- **About this exercise**
Scan each line of the records for the word "from" and extract the ones that have it.

Items listed in a dataset:
mod common;

use common::{columns, num, text};
use proptest::prelude::*;
use sheet_recon::{
    analyzer::analyze,
    compare::{Status, compare_sheet},
    data::Value,
    formatter::{FlatData, format},
    keys::{Metric, lookup_candidates, metric_key},
    shape::{ShapeTag, classify_columns},
    source::QueryResult,
    workbook::SheetData,
};

#[test]
fn monthly_trend_scenario_matches() {
    let result = QueryResult::new(
        columns(&["Month", "CurrentYearSales", "PreviousYearSales"]),
        vec![vec![text("January"), num(1000), num(900)]],
    );
    let shape = classify_columns(&result.columns, result.first_row());
    assert_eq!(shape, ShapeTag::MonthlyTrends);
    let flat = format(&result, "Sales Trends", shape);
    assert_eq!(flat.get("Sales Trends - Jan Current Year"), Some("1000"));
    assert_eq!(flat.get("Sales Trends - Jan Previous Year"), Some("900"));

    let sheet = SheetData::new(
        "Sales Trends",
        columns(&["Identifier", "Actual Sales"]),
        vec![vec![text("Jan"), num(1000)]],
    );
    let rows = compare_sheet(&sheet, &analyze(&sheet), sheet.label(), &flat, &[]);
    assert_eq!(rows.len(), 1);
    assert_eq!(rows[0].status, Status::Match);
    assert_eq!(
        rows[0].matched_key.as_deref(),
        Some("Sales Trends - Jan Current Year")
    );
}

#[test]
fn alternate_key_drops_sales_qualifier() {
    let mut flat = FlatData::new();
    flat.insert_text("Weekly Trends - WEEKDAY Previous Year".to_string(), "700");
    let sheet = SheetData::new(
        "Weekly Trends",
        columns(&["Identifier", "Previous Year"]),
        vec![vec![text("WEEKDAY SALES"), num(700)]],
    );
    let rows = compare_sheet(&sheet, &analyze(&sheet), sheet.label(), &flat, &[]);
    assert_eq!(rows.len(), 1);
    assert_eq!(rows[0].status, Status::Match);
    assert_eq!(
        rows[0].matched_key.as_deref(),
        Some("Weekly Trends - WEEKDAY Previous Year")
    );
}

#[test]
fn alternate_labels_reach_shared_source_keys() {
    let mut flat = FlatData::new();
    flat.insert_text(
        "Sales Summary_Weekday Weekend - WEEKEND SALES Current Year".to_string(),
        "350",
    );
    let sheet = SheetData::new(
        "Weekday Weekend",
        columns(&["Identifier", "Current Year"]),
        vec![vec![text("WEEKEND SALES"), num(351)]],
    );
    let alternates = vec!["Sales Summary_Weekday Weekend".to_string()];
    let rows = compare_sheet(&sheet, &analyze(&sheet), sheet.label(), &flat, &alternates);
    assert_eq!(rows[0].status, Status::Mismatch);
    assert_eq!(rows[0].source_value.as_deref(), Some("350"));
}

#[test]
fn exact_key_is_always_tried_first() {
    let candidates = lookup_candidates(
        "Top Brands",
        "Penguin",
        &Metric::ActualSales,
        &["Weekly Trends".to_string()],
    );
    assert_eq!(candidates[0], "Top Brands - Penguin");
    assert_eq!(candidates[1], "Top Brands - Penguin SALES");
    assert_eq!(candidates[2], "Top Brands - Penguin Current Year");
    assert_eq!(candidates[3], "Weekly Trends - Penguin");
}

fn label_strategy() -> impl Strategy<Value = String> {
    "[A-Z][A-Za-z]{0,8}( [A-Z][A-Za-z]{0,8}){0,2}"
}

fn identifier_strategy() -> impl Strategy<Value = String> {
    "[A-Za-z0-9][A-Za-z0-9 ]{0,12}[A-Za-z0-9]"
}

proptest! {
    #[test]
    fn generic_keys_are_found_by_exact_lookup(
        label in label_strategy(),
        identifier in identifier_strategy(),
        value in 0i64..1_000_000,
    ) {
        let result = QueryResult::new(
            columns(&["Identifier", "Value"]),
            vec![vec![Value::from(identifier.clone()), Value::Integer(value)]],
        );
        let flat = format(&result, &label, ShapeTag::Generic);
        let expected = value.to_string();
        let lookup = lookup_candidates(&label, &identifier, &Metric::ActualSales, &[]);
        prop_assert_eq!(flat.get(&lookup[0]), Some(expected.as_str()));
    }

    #[test]
    fn store_target_keys_match_lookup(
        label in label_strategy(),
        identifier in identifier_strategy(),
        actual in 0i64..100_000,
        target in 0i64..100_000,
    ) {
        let result = QueryResult::new(
            columns(&["StoreName", "ActualSales", "Target"]),
            vec![vec![Value::from(identifier.clone()), Value::Integer(actual), Value::Integer(target)]],
        );
        let flat = format(&result, &label, ShapeTag::StoreSales);
        for (metric, value) in [(Metric::ActualSales, actual), (Metric::Target, target)] {
            let lookup = lookup_candidates(&label, &identifier, &metric, &[]);
            prop_assert_eq!(&lookup[0], &metric_key(&label, &identifier, &metric));
            let expected = value.to_string();
            prop_assert_eq!(flat.get(&lookup[0]), Some(expected.as_str()));
        }
    }

    #[test]
    fn year_pair_keys_match_lookup(
        label in label_strategy(),
        week in 1u32..53,
        current in 0i64..100_000,
        previous in 0i64..100_000,
    ) {
        let period = format!("Week {week}");
        let result = QueryResult::new(
            columns(&["Week", "CurrentYearSales", "PreviousYearSales"]),
            vec![vec![Value::from(period.clone()), Value::Integer(current), Value::Integer(previous)]],
        );
        let flat = format(&result, &label, ShapeTag::WeeklyTrends);
        for (metric, value) in [(Metric::CurrentYear, current), (Metric::PreviousYear, previous)] {
            let lookup = lookup_candidates(&label, &period, &metric, &[]);
            let expected = value.to_string();
            prop_assert_eq!(flat.get(&lookup[0]), Some(expected.as_str()));
        }
    }
}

- **Output of the task**
            vec![vec![Value::from(identifier.clone()), Value::Integer(value)]],
            vec![vec![Value::from(identifier.clone()), Value::Integer(actual), Value::Integer(target)]],
            vec![vec![Value::from(period.clone()), Value::Integer(current), Value::Integer(previous)]],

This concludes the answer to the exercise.